--- Exercise requirements ---
Locate each line below that includes "Money" and reproduce it.

[Collected data entries]
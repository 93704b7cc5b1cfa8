//! # Invoice Aggregation
//!
//! Builds [`InvoiceTransferUnit`]s from buffer records. The buffer store
//! selects which rows to load; this module decides how they are grouped,
//! ordered and totalled.
//!
//! ## Rows Layout
//! ```text
//! ┌─────────────────────────────────────────────────────────────────────────┐
//! │  buffer_invoices (pending rows)                                         │
//! │                                                                         │
//! │  id  │ invoice_number │ customer │ due_date   │ amount │ created_at     │
//! │  ────┼────────────────┼──────────┼────────────┼────────┼─────────────   │
//! │  P2  │ A1             │ C001     │ 2024-02-10 │ 150.00 │ 09:00          │
//! │  P1  │ A1             │ C001     │ 2024-01-10 │ 100.00 │ 09:00          │
//! │  P7  │ B4             │ C002     │ 2024-03-01 │  80.00 │ 10:30          │
//! │  P9  │ (empty)        │ C003     │ 2024-03-01 │  20.00 │ 08:00  ✗ skip  │
//! │                          │                                              │
//! │                          ▼  group by (invoice_number, customer)         │
//! │                                                                         │
//! │  A1/C001  total 250.00  due_dates [P1 Jan, P2 Feb]   first 09:00       │
//! │  B4/C002  total  80.00  due_dates [P7 Mar]           first 10:30       │
//! │                                                                         │
//! │  Groups ordered by earliest created_at, then invoice number.           │
//! └─────────────────────────────────────────────────────────────────────────┘
//! ```
//!
//! ## Normalized Layout
//! One header plus its own due-dates. Only pending due-dates are carried,
//! and a header without any is not surfaced at all. The total is the
//! header's stored total.

use std::collections::HashMap;

use chrono::{DateTime, Utc};

use crate::money::Money;
use crate::types::{
    DueDate, DueDateEntry, DueDateRow, InvoiceHeader, InvoiceTransferUnit,
};
use crate::INVOICE_UNIT_KIND;

/// Returns the invoice number if it can be used as a grouping key.
fn assignable_number(number: Option<&str>) -> Option<&str> {
    number.filter(|n| !n.trim().is_empty())
}

// =============================================================================
// Rows Layout
// =============================================================================

struct RowGroup {
    first_created: DateTime<Utc>,
    rows: Vec<DueDateRow>,
}

/// Groups installment rows into invoice transfer units.
///
/// Synced rows and rows without an assignable invoice number are dropped
/// before grouping, so a unit always carries all and only its pending
/// installments. Each unit's total is the sum of the installments it carries.
pub fn group_due_date_rows(rows: Vec<DueDateRow>) -> Vec<InvoiceTransferUnit> {
    let mut groups: HashMap<(String, String), RowGroup> = HashMap::new();

    for row in rows {
        if row.sync_state.is_synced() {
            continue;
        }
        let Some(number) = assignable_number(row.invoice_number.as_deref()) else {
            continue;
        };

        let key = (number.to_string(), row.customer_id.clone());
        let group = groups.entry(key).or_insert_with(|| RowGroup {
            first_created: row.created_at,
            rows: Vec::new(),
        });
        group.first_created = group.first_created.min(row.created_at);
        group.rows.push(row);
    }

    let mut ordered: Vec<((String, String), RowGroup)> = groups.into_iter().collect();
    ordered.sort_by(|(a_key, a), (b_key, b)| {
        a.first_created
            .cmp(&b.first_created)
            .then_with(|| a_key.cmp(b_key))
    });

    ordered
        .into_iter()
        .map(|((invoice_number, customer_id), group)| {
            build_row_unit(invoice_number, customer_id, group.rows)
        })
        .collect()
}

fn build_row_unit(
    invoice_number: String,
    customer_id: String,
    mut rows: Vec<DueDateRow>,
) -> InvoiceTransferUnit {
    // Currency of the earliest row wins if the ERP ever disagrees with itself.
    let currency = rows
        .iter()
        .min_by(|a, b| a.created_at.cmp(&b.created_at).then_with(|| a.id.cmp(&b.id)))
        .map(|row| row.currency.clone())
        .unwrap_or_default();

    let invoice_date = rows
        .iter()
        .map(|row| row.invoice_date)
        .min()
        .unwrap_or_default();

    let created_by = rows.iter().filter_map(|row| row.created_by.clone()).min();

    rows.sort_by(|a, b| a.due_date.cmp(&b.due_date).then_with(|| a.id.cmp(&b.id)));

    let total: Money = rows.iter().map(|row| Money::from_cents(row.amount_cents)).sum();

    let due_dates = rows
        .into_iter()
        .map(|row| DueDateEntry {
            id: row.id,
            reference: row.reference,
            due_date: row.due_date,
            amount_cents: row.amount_cents,
            kind: row.kind,
        })
        .collect();

    InvoiceTransferUnit {
        invoice_id: None,
        invoice_number,
        customer_id,
        invoice_date,
        currency,
        total_amount_cents: total.cents(),
        created_by,
        kind: INVOICE_UNIT_KIND.to_string(),
        due_dates,
    }
}

// =============================================================================
// Normalized Layout
// =============================================================================

/// Builds the transfer unit of a normalized invoice.
///
/// Returns `None` when the header has no assignable invoice number or none
/// of its own due-dates is still pending.
pub fn assemble_normalized(
    header: InvoiceHeader,
    due_dates: Vec<DueDate>,
) -> Option<InvoiceTransferUnit> {
    let invoice_number = assignable_number(header.invoice_number.as_deref())?.to_string();

    let mut pending: Vec<DueDate> = due_dates
        .into_iter()
        .filter(|due| due.invoice_id == header.id && !due.sync_state.is_synced())
        .collect();

    if pending.is_empty() {
        return None;
    }

    pending.sort_by(|a, b| a.due_date.cmp(&b.due_date).then_with(|| a.id.cmp(&b.id)));

    let due_dates = pending
        .into_iter()
        .map(|due| DueDateEntry {
            id: due.id,
            reference: header.reference.clone(),
            due_date: due.due_date,
            amount_cents: due.amount_cents,
            kind: due.kind,
        })
        .collect();

    Some(InvoiceTransferUnit {
        invoice_id: Some(header.id),
        invoice_number,
        customer_id: header.customer_id,
        invoice_date: header.invoice_date,
        currency: header.currency,
        total_amount_cents: header.total_amount_cents,
        created_by: header.created_by,
        kind: INVOICE_UNIT_KIND.to_string(),
        due_dates,
    })
}

// =============================================================================
// Unit Tests
// =============================================================================

#[cfg(test)]
mod tests {
    use super::*;
    use crate::types::SyncState;
    use chrono::{NaiveDate, TimeZone};

    fn date(y: i32, m: u32, d: u32) -> NaiveDate {
        NaiveDate::from_ymd_opt(y, m, d).unwrap()
    }

    fn at(hour: u32) -> DateTime<Utc> {
        Utc.with_ymd_and_hms(2024, 1, 1, hour, 0, 0).unwrap()
    }

    fn row(id: &str, number: Option<&str>, customer: &str, due: NaiveDate, cents: i64) -> DueDateRow {
        DueDateRow {
            id: id.to_string(),
            invoice_number: number.map(str::to_string),
            customer_id: customer.to_string(),
            reference: Some(id.to_string()),
            invoice_date: date(2024, 1, 2),
            due_date: due,
            currency: "EUR".to_string(),
            amount_cents: cents,
            kind: Some("FA".to_string()),
            created_by: Some("admin".to_string()),
            notes: None,
            sync_state: SyncState::Pending,
            sync_date: None,
            created_at: at(9),
        }
    }

    #[test]
    fn test_groups_installments_of_one_invoice() {
        let rows = vec![
            row("P2", Some("A1"), "C001", date(2024, 2, 10), 15000),
            row("P1", Some("A1"), "C001", date(2024, 1, 10), 10000),
        ];

        let units = group_due_date_rows(rows);

        assert_eq!(units.len(), 1);
        let unit = &units[0];
        assert_eq!(unit.invoice_number, "A1");
        assert_eq!(unit.total_amount_cents, 25000);
        assert_eq!(unit.kind, "invoice");
        let order: Vec<&str> = unit.due_dates.iter().map(|d| d.id.as_str()).collect();
        assert_eq!(order, vec!["P1", "P2"]);
        assert_eq!(unit.total(), unit.due_dates_total());
    }

    #[test]
    fn test_excludes_synced_and_unassignable_rows() {
        let mut synced = row("P3", Some("A1"), "C001", date(2024, 3, 10), 5000);
        synced.sync_state = SyncState::Synced;

        let rows = vec![
            row("P1", Some("A1"), "C001", date(2024, 1, 10), 10000),
            synced,
            row("P8", Some(""), "C001", date(2024, 1, 10), 700),
            row("P9", None, "C001", date(2024, 1, 10), 900),
            row("P10", Some("   "), "C001", date(2024, 1, 10), 900),
        ];

        let units = group_due_date_rows(rows);

        assert_eq!(units.len(), 1);
        assert_eq!(units[0].due_dates.len(), 1);
        assert_eq!(units[0].total_amount_cents, 10000);
    }

    #[test]
    fn test_same_number_different_customers_are_separate_units() {
        let rows = vec![
            row("P1", Some("A1"), "C001", date(2024, 1, 10), 100),
            row("P2", Some("A1"), "C002", date(2024, 1, 10), 200),
        ];

        let units = group_due_date_rows(rows);

        assert_eq!(units.len(), 2);
        assert_eq!(units[0].customer_id, "C001");
        assert_eq!(units[1].customer_id, "C002");
    }

    #[test]
    fn test_orders_groups_by_first_creation_then_number() {
        let mut late = row("P1", Some("A1"), "C001", date(2024, 1, 10), 100);
        late.created_at = at(11);
        let mut early = row("P2", Some("Z9"), "C001", date(2024, 1, 10), 100);
        early.created_at = at(8);
        let mut tie_a = row("P3", Some("B2"), "C001", date(2024, 1, 10), 100);
        tie_a.created_at = at(10);
        let mut tie_b = row("P4", Some("B1"), "C001", date(2024, 1, 10), 100);
        tie_b.created_at = at(10);
        // A later installment of A1 created before the first one pulls the group forward.
        let mut a1_early = row("P5", Some("A1"), "C001", date(2024, 2, 10), 100);
        a1_early.created_at = at(9);

        let units = group_due_date_rows(vec![late, early, tie_a, tie_b, a1_early]);

        let order: Vec<&str> = units.iter().map(|u| u.invoice_number.as_str()).collect();
        assert_eq!(order, vec!["Z9", "A1", "B1", "B2"]);
    }

    #[test]
    fn test_invoice_date_is_earliest_and_due_date_ties_by_id() {
        let mut first = row("P2", Some("A1"), "C001", date(2024, 1, 10), 100);
        first.invoice_date = date(2023, 12, 30);
        let second = row("P1", Some("A1"), "C001", date(2024, 1, 10), 100);

        let units = group_due_date_rows(vec![first, second]);

        assert_eq!(units[0].invoice_date, date(2023, 12, 30));
        assert_eq!(units[0].due_dates[0].id, "P1");
        assert_eq!(units[0].due_dates[1].id, "P2");
    }

    fn header(id: &str, number: Option<&str>) -> InvoiceHeader {
        InvoiceHeader {
            id: id.to_string(),
            invoice_number: number.map(str::to_string),
            customer_id: "C001".to_string(),
            reference: Some("REF-1".to_string()),
            invoice_date: date(2024, 1, 2),
            currency: "EUR".to_string(),
            total_amount_cents: 25000,
            created_by: Some("admin".to_string()),
            notes: None,
            sync_state: SyncState::Pending,
            sync_date: None,
            created_at: at(9),
        }
    }

    fn due(id: &str, invoice_id: &str, due_date: NaiveDate, state: SyncState) -> DueDate {
        DueDate {
            id: id.to_string(),
            invoice_id: invoice_id.to_string(),
            due_date,
            amount_cents: 12500,
            kind: None,
            sync_state: state,
            sync_date: None,
            created_at: at(9),
        }
    }

    #[test]
    fn test_normalized_carries_only_pending_due_dates() {
        let dues = vec![
            due("D2", "H1", date(2024, 2, 10), SyncState::Pending),
            due("D1", "H1", date(2024, 1, 10), SyncState::Synced),
            due("D3", "H1", date(2024, 1, 20), SyncState::Pending),
            due("D9", "H2", date(2024, 1, 1), SyncState::Pending),
        ];

        let unit = assemble_normalized(header("H1", Some("A1")), dues).unwrap();

        assert_eq!(unit.invoice_id.as_deref(), Some("H1"));
        assert_eq!(unit.total_amount_cents, 25000);
        let order: Vec<&str> = unit.due_dates.iter().map(|d| d.id.as_str()).collect();
        assert_eq!(order, vec!["D3", "D2"]);
        assert_eq!(unit.due_dates[0].reference.as_deref(), Some("REF-1"));
    }

    #[test]
    fn test_normalized_without_pending_due_dates_is_not_surfaced() {
        let dues = vec![due("D1", "H1", date(2024, 1, 10), SyncState::Synced)];
        assert!(assemble_normalized(header("H1", Some("A1")), dues).is_none());
        assert!(assemble_normalized(header("H1", Some("A1")), vec![]).is_none());
    }

    #[test]
    fn test_normalized_without_number_is_not_surfaced() {
        let dues = vec![due("D1", "H1", date(2024, 1, 10), SyncState::Pending)];
        assert!(assemble_normalized(header("H1", None), dues.clone()).is_none());
        assert!(assemble_normalized(header("H1", Some("")), dues).is_none());
    }
}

--- Expected answer ---
use crate::money::Money;
    let total: Money = rows.iter().map(|row| Money::from_cents(row.amount_cents)).sum();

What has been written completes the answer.